When you end up making things this complicated, and then are looking at more complication to "fix" (band-aid) it, that's a good indication you've made a serious mistake in your design.

The water/sewer differentiation has not been given a field because the cost allocation table lists water/sewer for each location option, making the distinction implicit in the LMLocation selection.

Yeah, like that.

You're going to end up making something that's unmaintainable. Since you're either in requirements gathering or user acceptance testing ("the typing on trial was extremely repetitive"), that's going to mean that making necessary changes are going to be difficult and costly.

Your tables are full of implict data that needs to be parsed.

The location names used in the LM table always start with "w" if it's water, and "s" if it's sewer.

Jesus. What made this ever seem like a good idea? This is the road to failure.

There is a whispering voice at the back of my brain that says, "rethink the tables, man!" But I don't think that parsing this table into multiple interdependent tables will result in easier data entry. I'm really hoping for a code fix, since there's so much cool stuff that can be accomplished that way, if you just know what to say!

Listen to the whispers. Rethink your tables.

Your design is not worth your time -- or Mefi's time -- trying to salvage. Not trying to be cruel or harsh -- often the way we get to good design is by writing a first prototype (and often a second) that by sucking badly exposes what not to do.

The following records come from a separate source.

//! FX parameter system
//!
//! Every FX declares its controls as a static list of [`Param`]s: a spec
//! (id, description, kind and bounds) plus a live value slot. Control
//! surfaces enumerate the list through [`crate::fx::RenderCommand::params`]
//! and write values from their own thread; the render thread reads them on
//! the next cycle. The slot is a single `AtomicU64` holding f64 bits, so a
//! scalar can never tear and no lock is taken on either side.
//!
//! Out-of-range writes are clamped, not rejected: a slider dragged past the
//! end of its range must keep working without glitching the stream.

use std::sync::atomic::{AtomicU64, Ordering};

/// Kind and bounds of a parameter
#[derive(Debug, Clone)]
pub enum ParamKind {
    /// Continuous value in `[min, max]`
    Range { min: f64, max: f64, default: f64 },
    /// Ordered item list; the value is the selected index
    Items { items: Vec<String>, default: usize },
}

/// Static description of one parameter
#[derive(Debug, Clone)]
pub struct ParamSpec {
    /// Stable identifier (e.g. "gain")
    pub id: &'static str,
    /// Human-readable description for control surfaces
    pub description: String,
    pub kind: ParamKind,
}

impl ParamSpec {
    pub fn range(id: &'static str, description: impl Into<String>, min: f64, max: f64, default: f64) -> Self {
        debug_assert!(min <= max, "parameter range must not be inverted");
        Self {
            id,
            description: description.into(),
            kind: ParamKind::Range { min, max, default },
        }
    }

    pub fn items(id: &'static str, description: impl Into<String>, items: Vec<String>, default: usize) -> Self {
        debug_assert!(default < items.len().max(1));
        Self {
            id,
            description: description.into(),
            kind: ParamKind::Items { items, default },
        }
    }

    /// Default value as stored in the live slot
    fn default_value(&self) -> f64 {
        match &self.kind {
            ParamKind::Range { default, .. } => *default,
            ParamKind::Items { default, .. } => *default as f64,
        }
    }

    /// Clamp a candidate value into this parameter's valid range
    fn clamp(&self, value: f64) -> f64 {
        match &self.kind {
            ParamKind::Range { min, max, .. } => value.clamp(*min, *max),
            ParamKind::Items { items, .. } => {
                let hi = items.len().saturating_sub(1) as f64;
                value.round().clamp(0.0, hi)
            }
        }
    }
}

/// A declared parameter with its live value
///
/// `set` clamps and publishes; `get` is wait-free. Both sides see a whole
/// f64 or nothing - the bits travel through one atomic word.
#[derive(Debug)]
pub struct Param {
    spec: ParamSpec,
    value: AtomicU64,
}

impl Param {
    pub fn new(spec: ParamSpec) -> Self {
        let value = AtomicU64::new(spec.default_value().to_bits());
        Self { spec, value }
    }

    pub fn spec(&self) -> &ParamSpec {
        &self.spec
    }

    pub fn id(&self) -> &'static str {
        self.spec.id
    }

    /// Current value (item index for ITEMS parameters)
    pub fn get(&self) -> f64 {
        f64::from_bits(self.value.load(Ordering::Acquire))
    }

    /// Current value as an item index
    pub fn get_index(&self) -> usize {
        self.get().max(0.0) as usize
    }

    /// Write a value, clamping into the declared bounds
    pub fn set(&self, value: f64) {
        let clamped = self.spec.clamp(value);
        self.value.store(clamped.to_bits(), Ordering::Release);
    }

    /// Reset to the declared default
    pub fn reset(&self) {
        self.value
            .store(self.spec.default_value().to_bits(), Ordering::Release);
    }
}

/// Find a parameter by id in a declared list
pub fn find_param<'a>(params: &'a [Param], id: &str) -> Option<&'a Param> {
    params.iter().find(|p| p.id() == id)
}
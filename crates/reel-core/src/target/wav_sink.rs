//! WAV export sink
//!
//! Writes 32-bit float WAV through `hound`. The writer is created on the
//! first frame (the spec of the file comes from the frame, not the sink) and
//! finalized in `drain`. Pair with a free-run clock for faster-than-realtime
//! export.

use std::path::PathBuf;

use hound::{SampleFormat, WavSpec, WavWriter};
use log::info;

use crate::frame::Frame;
use crate::fx::RenderError;
use crate::program::ProgramError;
use crate::source::{MediaFormat, SourceInfo};

use super::RenderSink;

pub struct WavSink {
    path: PathBuf,
    writer: Option<WavWriter<std::io::BufWriter<std::fs::File>>>,
    samples_written: u64,
}

impl WavSink {
    pub fn new(path: impl Into<PathBuf>) -> Self {
        Self { path: path.into(), writer: None, samples_written: 0 }
    }

    fn sink_error(err: hound::Error) -> RenderError {
        RenderError::Sink(format!("wav write failed: {err}"))
    }
}

impl RenderSink for WavSink {
    fn name(&self) -> &'static str {
        "wav-export"
    }

    fn accepts(&self, source: &SourceInfo) -> Result<(), ProgramError> {
        match source.format {
            MediaFormat::Audio { .. } => Ok(()),
            MediaFormat::Video { .. } => Err(ProgramError::UnsupportedFormat(
                "wav export takes audio only".into(),
            )),
        }
    }

    fn render(&mut self, frame: &Frame) -> Result<(), RenderError> {
        let audio = frame.as_audio().ok_or(RenderError::ExpectedAudio {
            command: "wav-export",
        })?;

        if self.writer.is_none() {
            let spec = WavSpec {
                channels: audio.channels,
                sample_rate: audio.sample_rate,
                bits_per_sample: 32,
                sample_format: SampleFormat::Float,
            };
            self.writer = Some(WavWriter::create(&self.path, spec).map_err(Self::sink_error)?);
        }

        let writer = self.writer.as_mut().ok_or(RenderError::Sink(
            "wav writer missing after creation".into(),
        ))?;
        for &sample in audio.samples.iter() {
            writer.write_sample(sample).map_err(Self::sink_error)?;
        }
        self.samples_written += audio.samples.len() as u64;
        Ok(())
    }

    fn drain(&mut self) -> Result<(), RenderError> {
        if let Some(writer) = self.writer.take() {
            writer.finalize().map_err(Self::sink_error)?;
            info!(
                "wav export: {} samples written to {}",
                self.samples_written,
                self.path.display()
            );
        }
        Ok(())
    }
}

#[cfg(test)]
mod tests {
    use super::*;
    use crate::frame::AudioPayload;
    use crate::types::{FrameCount, StreamLength};

    fn audio_info() -> SourceInfo {
        SourceInfo {
            format: MediaFormat::Audio { sample_rate: 48_000, channels: 2 },
            frame_rate: 46.875,
            frame_count: FrameCount::Unknown,
            length: StreamLength::Unknown,
        }
    }

    #[test]
    fn rejects_video_sources() {
        use crate::types::PixelFormat;

        let sink = WavSink::new("/tmp/never-created.wav");
        let info = SourceInfo {
            format: MediaFormat::Video { width: 8, height: 8, format: PixelFormat::Rgb8 },
            frame_rate: 30.0,
            frame_count: FrameCount::Unknown,
            length: StreamLength::Unknown,
        };
        assert!(matches!(
            sink.accepts(&info),
            Err(ProgramError::UnsupportedFormat(_))
        ));
        assert!(sink.accepts(&audio_info()).is_ok());
    }

    #[test]
    fn writes_a_readable_wav() {
        let dir = tempfile::tempdir().unwrap();
        let path = dir.path().join("out.wav");

        let mut sink = WavSink::new(&path);
        for i in 0..4u64 {
            let frame = Frame::audio(
                i as f64 * 0.01,
                AudioPayload::new(vec![0.25; 960], 2, 48_000, i * 480),
            );
            sink.render(&frame).unwrap();
        }
        sink.drain().unwrap();

        let mut reader = hound::WavReader::open(&path).unwrap();
        assert_eq!(reader.spec().channels, 2);
        assert_eq!(reader.spec().sample_rate, 48_000);
        assert_eq!(reader.duration(), 4 * 480);
        let first = reader.samples::<f32>().next().unwrap().unwrap();
        assert_eq!(first, 0.25);
    }

    #[test]
    fn drain_without_frames_is_a_no_op() {
        let mut sink = WavSink::new("/tmp/never-created-either.wav");
        sink.drain().unwrap();
        assert!(!std::path::Path::new("/tmp/never-created-either.wav").exists());
    }
}
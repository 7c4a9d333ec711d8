//! Frame and timestamp model
//!
//! A [`Frame`] is a timestamped payload flowing through the pipeline: an
//! interleaved audio block or an image buffer, plus the absolute time at
//! which the target should play it out. Payload buffers live behind `Arc`
//! so frames move through the chain by reference; an FX that rewrites the
//! data allocates a fresh buffer and replaces the payload.

use std::sync::Arc;

use crate::types::{MediaKind, PixelFormat, Sample};

/// Interleaved audio block
#[derive(Debug, Clone)]
pub struct AudioPayload {
    /// Interleaved samples, `channels` values per sample instant
    pub samples: Arc<[Sample]>,
    /// Channel count (1 = mono, 2 = stereo, ...)
    pub channels: u16,
    /// Sample rate in Hz
    pub sample_rate: u32,
    /// Absolute offset of the first sample instant within the stream
    pub sample_offset: u64,
}

impl AudioPayload {
    pub fn new(samples: Vec<Sample>, channels: u16, sample_rate: u32, sample_offset: u64) -> Self {
        debug_assert!(channels > 0, "audio payload needs at least one channel");
        debug_assert!(
            samples.len() % channels as usize == 0,
            "interleaved buffer length must be a multiple of the channel count"
        );
        Self {
            samples: samples.into(),
            channels,
            sample_rate,
            sample_offset,
        }
    }

    /// Number of sample instants (per-channel samples) in this block
    pub fn len_per_channel(&self) -> usize {
        self.samples.len() / self.channels.max(1) as usize
    }

    /// Duration of this block in seconds
    pub fn duration(&self) -> f64 {
        self.len_per_channel() as f64 / self.sample_rate.max(1) as f64
    }
}

/// Image buffer
#[derive(Debug, Clone)]
pub struct VideoPayload {
    /// Packed pixel bytes, row-major, no padding
    pub pixels: Arc<[u8]>,
    pub width: u32,
    pub height: u32,
    pub format: PixelFormat,
}

impl VideoPayload {
    pub fn new(pixels: Vec<u8>, width: u32, height: u32, format: PixelFormat) -> Self {
        debug_assert_eq!(
            pixels.len(),
            width as usize * height as usize * format.bytes_per_pixel(),
            "pixel buffer length must match width * height * bytes_per_pixel"
        );
        Self {
            pixels: pixels.into(),
            width,
            height,
            format,
        }
    }
}

/// Payload carried by a frame
#[derive(Debug, Clone)]
pub enum FramePayload {
    Audio(AudioPayload),
    Video(VideoPayload),
}

impl FramePayload {
    pub fn media_kind(&self) -> MediaKind {
        match self {
            FramePayload::Audio(_) => MediaKind::Audio,
            FramePayload::Video(_) => MediaKind::Video,
        }
    }
}

/// A timestamped payload
///
/// `payout_time` is the absolute play-out time in seconds on the owning
/// target's clock. Within one source's output it is monotonic non-decreasing
/// until the source is rewound.
#[derive(Debug, Clone)]
pub struct Frame {
    pub payout_time: f64,
    pub payload: FramePayload,
}

impl Frame {
    pub fn audio(payout_time: f64, payload: AudioPayload) -> Self {
        Self {
            payout_time,
            payload: FramePayload::Audio(payload),
        }
    }

    pub fn video(payout_time: f64, payload: VideoPayload) -> Self {
        Self {
            payout_time,
            payload: FramePayload::Video(payload),
        }
    }

    pub fn media_kind(&self) -> MediaKind {
        self.payload.media_kind()
    }

    pub fn is_audio(&self) -> bool {
        matches!(self.payload, FramePayload::Audio(_))
    }

    pub fn is_video(&self) -> bool {
        matches!(self.payload, FramePayload::Video(_))
    }

    /// Audio payload accessor, `None` for video frames
    pub fn as_audio(&self) -> Option<&AudioPayload> {
        match &self.payload {
            FramePayload::Audio(a) => Some(a),
            FramePayload::Video(_) => None,
        }
    }

    /// Video payload accessor, `None` for audio frames
    pub fn as_video(&self) -> Option<&VideoPayload> {
        match &self.payload {
            FramePayload::Video(v) => Some(v),
            FramePayload::Audio(_) => None,
        }
    }
}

You're lucky that you've managed to catch the problem early. Now use the time you've gained by doing it right. Don't try to fix this prototype; learn from it and then throw it away.
posted by orthogonality at 7:46 PM on February 20, 2010


Response by poster: I can't say I disagree with you, Orthogonality; the problem I'm coming up against in terms of re-thinking the tables is time & inertia: This database has been used for 3 years, and has thousands of records in it. I was asked to streamline it (which I did & the users are VERY happy), but 2 weeks from the end of the project someone jumped in and said, can you integrate THIS? (hands me calendar with numbers plugged in). So here I am with a spatula and a bucket of plaster trying to patch something in that works with the existing system. On the other hand, it occurs to me I could just make the user type in "water/sewer" from a two option value-list & have done with it. That might be one Hell of a lot easier. (Going to try the .text/.string thing, though; want to know if it works!). Thanks for the thought AND the brutal honesty. Sometimes just talking about things that are stumping you with people who understand the concepts helps.

Do you have any specific thoughts on a different table setup?
posted by Ys at 5:40 AM on February 21, 2010


Best answer: I assume you know about using something like me.MLLocation.Column(1) to read the combobox text where there is an ID and text. Sorry if that's too simple and not at all what you are asking about, I haven't tried to get my head around the rest of your question.
posted by okbye at 9:00 AM on February 21, 2010


Response by poster: .column worked a treat :) .text had some odd requirements. Still considering whether to tear it down & find a better way.